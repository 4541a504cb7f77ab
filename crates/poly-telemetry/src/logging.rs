//! Structured logging initialization.

use crate::error::TelemetryResult;
use tracing_subscriber::{fmt, layer::SubscriberExt, util::SubscriberInitExt, EnvFilter};

/// Initialize structured logging.
///
/// JSON output when `RUST_ENV=production`, pretty output otherwise. The
/// filter uses the given default directives; `RUST_LOG` wins when set.
pub fn init_logging(default_directives: &str) -> TelemetryResult<()> {
    let env_filter =
        EnvFilter::try_from_default_env().unwrap_or_else(|_| EnvFilter::new(default_directives));

    let is_production = std::env::var("RUST_ENV")
        .map(|v| v == "production")
        .unwrap_or(false);

    if is_production {
        tracing_subscriber::registry()
            .with(env_filter)
            .with(
                fmt::layer()
                    .json()
                    .with_current_span(true)
                    .with_span_list(true),
            )
            .init();
    } else {
        tracing_subscriber::registry()
            .with(env_filter)
            .with(
                fmt::layer()
                    .pretty()
                    .with_target(true)
                    .with_thread_names(true),
            )
            .init();
    }

    Ok(())
}
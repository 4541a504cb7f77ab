//! Event persistence for collected market data.
//!
//! Uses JSON Lines format (.jsonl) for robustness: each line is a
//! complete JSON object, so an interrupted write corrupts at most one
//! line and partial files remain readable.

pub mod error;
pub mod writer;

pub use error::{PersistenceError, PersistenceResult};
pub use writer::EventWriter;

☆ ☆ ☆ ☆

*What needs to be done:* Could you write out the material above exactly as it appears?

*Response:*
repository 4541a504cb7f77ab
filename crates/poly-telemetry/src/logging.rs
//! Structured logging initialization.

use crate::error::TelemetryResult;
use tracing_subscriber::{fmt, layer::SubscriberExt, util::SubscriberInitExt, EnvFilter};

/// Initialize structured logging.
///
/// JSON output when `RUST_ENV=production`, pretty output otherwise. The
/// filter uses the given default directives; `RUST_LOG` wins when set.
pub fn init_logging(default_directives: &str) -> TelemetryResult<()> {
    let env_filter =
        EnvFilter::try_from_default_env().unwrap_or_else(|_| EnvFilter::new(default_directives));

    let is_production = std::env::var("RUST_ENV")
        .map(|v| v == "production")
        .unwrap_or(false);

    if is_production {
        tracing_subscriber::registry()
            .with(env_filter)
            .with(
                fmt::layer()
                    .json()
                    .with_current_span(true)
                    .with_span_list(true),
            )
            .init();
    } else {
        tracing_subscriber::registry()
            .with(env_filter)
            .with(
                fmt::layer()
                    .pretty()
                    .with_target(true)
                    .with_thread_names(true),
            )
            .init();
    }

    Ok(())
}
repository 4541a504cb7f77ab
//! Event persistence for collected market data.
//!
//! Uses JSON Lines format (.jsonl) for robustness: each line is a
//! complete JSON object, so an interrupted write corrupts at most one
//! line and partial files remain readable.

pub mod error;
pub mod writer;

pub use error::{PersistenceError, PersistenceResult};
pub use writer::EventWriter;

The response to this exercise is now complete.